Weeks of hunting for the flight data and voice recorders from EgyptAir Flight 804 have prompted renewed calls to update the way airplanes gather and transmit information. Advocates want to move past an aging black-box system that was introduced in the 1960s—decades before real-time data streaming became a ubiquitous part of life.
Governments, airlines and pilots have all resisted changes. Airlines argue that it would cost too much, and pilots say streaming could be an invasion of their privacy. Since planes cross borders, aviation officials from around the world need to agree on new technology.
But experts believe changes are years or even decades overdue and that recent crashes have made that painfully clear. The hunt for black boxes is a race against time, since batteries for their locator beacons last only 30 days. After that, flight data and voice recorders fall silent, making any efforts to find them hugely difficult, especially when planes fall to the bottom of the ocean, as is likely the case with the EgyptAir flight. Despite an international hunt, the black boxes are still missing from Malaysia Airlines Flight 370, which vanished between Kuala Lumpur and Beijing in March 2014.
That such mysteries persist in a connected world can seem baffling. Indeed, the aftermath of a 2009 Air France crash—when it took nearly two years to recover the black boxes—pushed some governments to suggest several changes. These included designing data recorders to eject automatically in a crash, float on the ocean surface and transmit data from locator beacons at lower frequencies, allowing the sound to be detected from farther away.

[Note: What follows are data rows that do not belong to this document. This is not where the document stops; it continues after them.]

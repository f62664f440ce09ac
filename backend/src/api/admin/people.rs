//! Staff profiles, user accounts and customers.

use axum::extract::{Path, Query, State};
use axum::http::StatusCode;
use axum::Json;
use serde::Deserialize;
use tracing::info;

use crate::auth::service::{create_account_hashed, NewAccount};
use crate::auth::{AdminUser, PanelUser};
use crate::database::models::{Role, StaffMember, User};
use crate::database::queries::{self, CustomerSummary};
use crate::errors::{AppError, AppResult};
use crate::server::AppState;
use crate::services::staff::{self, StaffUpdate};

pub async fn list_staff(
    State(state): State<AppState>,
    PanelUser(_): PanelUser,
) -> AppResult<Json<Vec<StaffMember>>> {
    let members = state
        .db
        .with_conn(|conn| Ok(queries::list_staff_members(conn)?))?;
    Ok(Json(members))
}

pub async fn update_staff(
    State(state): State<AppState>,
    PanelUser(_): PanelUser,
    Path(id): Path<i64>,
    Json(update): Json<StaffUpdate>,
) -> AppResult<Json<StaffMember>> {
    let member = state.db.with_conn(|conn| {
        staff::update_staff_profile(conn, id, &update)?;
        queries::get_staff_member(conn, id)?
            .ok_or_else(|| AppError::not_found("Staff member not found."))
    })?;
    Ok(Json(member))
}

#[derive(Debug, Default, Deserialize)]
pub struct UserQuery {
    pub role: Option<Role>,
}

pub async fn list_users(
    State(state): State<AppState>,
    AdminUser(_): AdminUser,
    Query(query): Query<UserQuery>,
) -> AppResult<Json<Vec<User>>> {
    let users = state
        .db
        .with_conn(|conn| Ok(queries::list_users(conn, query.role)?))?;
    Ok(Json(users))
}

#[derive(Debug, Deserialize)]
pub struct CreateUser {
    pub email: String,
    pub password: String,
    #[serde(default)]
    pub first_name: String,
    #[serde(default)]
    pub last_name: String,
    pub phone: Option<String>,
    pub role: Role,
    #[serde(default)]
    pub is_superuser: bool,
}

pub async fn create_user(
    State(state): State<AppState>,
    AdminUser(admin): AdminUser,
    Json(body): Json<CreateUser>,
) -> AppResult<(StatusCode, Json<User>)> {
    if body.is_superuser && !admin.is_superuser {
        return Err(AppError::forbidden("Only a superuser can create another superuser."));
    }
    let iterations = state.config.auth.password_iterations;
    let account = NewAccount {
        email: body.email,
        password: body.password,
        first_name: body.first_name,
        last_name: body.last_name,
        phone: body.phone,
        role: body.role,
        is_superuser: body.is_superuser,
    };
    let user = create_account_hashed(&state.db, iterations, &account).await?;
    info!("{} created {} account {}", admin.email, user.role, user.email);
    Ok((StatusCode::CREATED, Json(user)))
}

#[derive(Debug, Default, Deserialize)]
pub struct AccessUpdate {
    pub role: Option<Role>,
    pub is_active: Option<bool>,
}

/// Changes role or active flag, then brings the staff profile in line.
pub async fn update_user(
    State(state): State<AppState>,
    AdminUser(admin): AdminUser,
    Path(id): Path<String>,
    Json(update): Json<AccessUpdate>,
) -> AppResult<Json<User>> {
    if id == admin.id && update.is_active == Some(false) {
        return Err(AppError::validation("You cannot deactivate your own account."));
    }
    let user = state.db.with_tx(|tx| {
        let user = queries::get_user(tx, &id)?
            .ok_or_else(|| AppError::not_found("User not found."))?;
        if user.is_superuser && !admin.is_superuser {
            return Err(AppError::forbidden("Only a superuser can change a superuser account."));
        }
        let role = update.role.unwrap_or(user.role);
        let is_active = update.is_active.unwrap_or(user.is_active);
        queries::update_user_access(tx, &user.id, role, is_active)?;

        let user = queries::get_user(tx, &id)?
            .ok_or_else(|| AppError::not_found("User not found."))?;
        staff::sync_staff_profile(tx, &user)?;
        Ok(user)
    })?;
    info!(
        "{} updated {}: role={} active={}",
        admin.email, user.email, user.role, user.is_active
    );
    Ok(Json(user))
}

pub async fn list_customers(
    State(state): State<AppState>,
    PanelUser(_): PanelUser,
) -> AppResult<Json<Vec<CustomerSummary>>> {
    let customers = state
        .db
        .with_conn(|conn| Ok(queries::list_customers(conn)?))?;
    Ok(Json(customers))
}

Change will come slowly. The European Aviation Safety Agency has issued new regulations requiring black-box batteries to last 90 days, but that rule won’t go into effect until 2019 and will affect planes operating out of Europe. In March, the U.N. agency in charge of air travel issued new regulations that will roll out between now and 2021. They will require planes to transmit their location once a minute in distress circumstances and to extend the voice recordings from the cockpit to 25 hours. Black boxes currently record only the last two hours of the flight—frustrating efforts to trace events that may have started earlier.